- _Work to be completed_
Return the records exactly, with nothing added.

- _Source records_

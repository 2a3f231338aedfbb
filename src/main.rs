//! CamouSense Live - live camera detection runner
//!
//! Connects to a configured IP Webcam device through the CamouSense
//! backend, runs the detection polling loop, and logs display updates
//! until interrupted.

use camousense_live::{
    api_client::ApiClient,
    config::AppConfig,
    display::DisplayState,
    notice_log::NoticeLog,
    poller::LivePoller,
    session::ConnectionState,
};
use std::sync::Arc;
use std::time::Duration;
use tracing_subscriber::{layer::SubscriberExt, util::SubscriberInitExt};

#[tokio::main]
async fn main() -> anyhow::Result<()> {
    // Load .env if present
    dotenvy::dotenv().ok();

    // Initialize tracing
    tracing_subscriber::registry()
        .with(
            tracing_subscriber::EnvFilter::try_from_default_env()
                .unwrap_or_else(|_| "camousense_live=debug".into()),
        )
        .with(tracing_subscriber::fmt::layer())
        .init();

    tracing::info!("Starting CamouSense Live v{}", env!("CARGO_PKG_VERSION"));

    // Load configuration
    let config = AppConfig::default();
    tracing::info!(
        backend_url = %config.backend_url,
        poll_interval_ms = config.poll_interval_ms,
        error_threshold = config.error_threshold,
        "Configuration loaded"
    );

    let address = config
        .device_address
        .clone()
        .ok_or_else(|| anyhow::anyhow!("DEVICE_ADDRESS not set"))?;

    // Initialize components
    let api_client = Arc::new(ApiClient::new(config.backend_url.clone()));
    if let Some(ref token) = config.api_token {
        api_client.set_token(token.clone()).await;
        tracing::info!("Bearer credential configured");
    }

    let display = Arc::new(DisplayState::new());
    let notices = Arc::new(NoticeLog::default());
    let poller = Arc::new(LivePoller::new(
        api_client,
        display.clone(),
        notices.clone(),
        config.poller_config(),
    ));
    tracing::info!("LivePoller initialized");

    // Pre-flight connectivity probe
    let report = poller.connect(&address).await?;
    if !report.is_success() {
        for line in report.troubleshooting() {
            tracing::error!(probe = %line, "Connectivity diagnostics");
        }
        anyhow::bail!("IP Webcam at {} is not reachable", address);
    }

    poller.start_detection().await?;
    tracing::info!(address = %address, "Detection started");

    // Report display state periodically until Ctrl-C or the session ends
    let status_poller = poller.clone();
    let status_task = tokio::spawn(async move {
        let mut interval = tokio::time::interval(Duration::from_secs(5));
        loop {
            interval.tick().await;

            let state = status_poller.session_state().await;
            let snapshot = status_poller.display().snapshot().await;
            tracing::info!(
                state = ?state,
                fps = snapshot.fps,
                labels = ?snapshot.labels,
                connection_lost = snapshot.connection_lost,
                "Live status"
            );

            if matches!(
                state,
                ConnectionState::Lost | ConnectionState::Disconnected
            ) {
                break;
            }
        }
    });

    tokio::select! {
        _ = tokio::signal::ctrl_c() => {
            tracing::info!("Interrupted, stopping camera");
        }
        _ = status_task => {
            tracing::warn!("Session ended");
        }
    }

    poller.stop_camera().await;

    for notice in notices.latest(5).await {
        tracing::info!(kind = ?notice.kind, message = %notice.message, "Notice");
    }

    Ok(())
}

- _Answer space_
repository 2a3f231338aedfbb
filename src/main.rs
//! CamouSense Live - live camera detection runner
//!
//! Connects to a configured IP Webcam device through the CamouSense
//! backend, runs the detection polling loop, and logs display updates
//! until interrupted.

use camousense_live::{
    api_client::ApiClient,
    config::AppConfig,
    display::DisplayState,
    notice_log::NoticeLog,
    poller::LivePoller,
    session::ConnectionState,
};
use std::sync::Arc;
use std::time::Duration;
use tracing_subscriber::{layer::SubscriberExt, util::SubscriberInitExt};

#[tokio::main]
async fn main() -> anyhow::Result<()> {
    // Load .env if present
    dotenvy::dotenv().ok();

    // Initialize tracing
    tracing_subscriber::registry()
        .with(
            tracing_subscriber::EnvFilter::try_from_default_env()
                .unwrap_or_else(|_| "camousense_live=debug".into()),
        )
        .with(tracing_subscriber::fmt::layer())
        .init();

    tracing::info!("Starting CamouSense Live v{}", env!("CARGO_PKG_VERSION"));

    // Load configuration
    let config = AppConfig::default();
    tracing::info!(
        backend_url = %config.backend_url,
        poll_interval_ms = config.poll_interval_ms,
        error_threshold = config.error_threshold,
        "Configuration loaded"
    );

    let address = config
        .device_address
        .clone()
        .ok_or_else(|| anyhow::anyhow!("DEVICE_ADDRESS not set"))?;

    // Initialize components
    let api_client = Arc::new(ApiClient::new(config.backend_url.clone()));
    if let Some(ref token) = config.api_token {
        api_client.set_token(token.clone()).await;
        tracing::info!("Bearer credential configured");
    }

    let display = Arc::new(DisplayState::new());
    let notices = Arc::new(NoticeLog::default());
    let poller = Arc::new(LivePoller::new(
        api_client,
        display.clone(),
        notices.clone(),
        config.poller_config(),
    ));
    tracing::info!("LivePoller initialized");

    // Pre-flight connectivity probe
    let report = poller.connect(&address).await?;
    if !report.is_success() {
        for line in report.troubleshooting() {
            tracing::error!(probe = %line, "Connectivity diagnostics");
        }
        anyhow::bail!("IP Webcam at {} is not reachable", address);
    }

    poller.start_detection().await?;
    tracing::info!(address = %address, "Detection started");

    // Report display state periodically until Ctrl-C or the session ends
    let status_poller = poller.clone();
    let status_task = tokio::spawn(async move {
        let mut interval = tokio::time::interval(Duration::from_secs(5));
        loop {
            interval.tick().await;

            let state = status_poller.session_state().await;
            let snapshot = status_poller.display().snapshot().await;
            tracing::info!(
                state = ?state,
                fps = snapshot.fps,
                labels = ?snapshot.labels,
                connection_lost = snapshot.connection_lost,
                "Live status"
            );

            if matches!(
                state,
                ConnectionState::Lost | ConnectionState::Disconnected
            ) {
                break;
            }
        }
    });

    tokio::select! {
        _ = tokio::signal::ctrl_c() => {
            tracing::info!("Interrupted, stopping camera");
        }
        _ = status_task => {
            tracing::warn!("Session ended");
        }
    }

    poller.stop_camera().await;

    for notice in notices.latest(5).await {
        tracing::info!(kind = ?notice.kind, message = %notice.message, "Notice");
    }

    Ok(())
}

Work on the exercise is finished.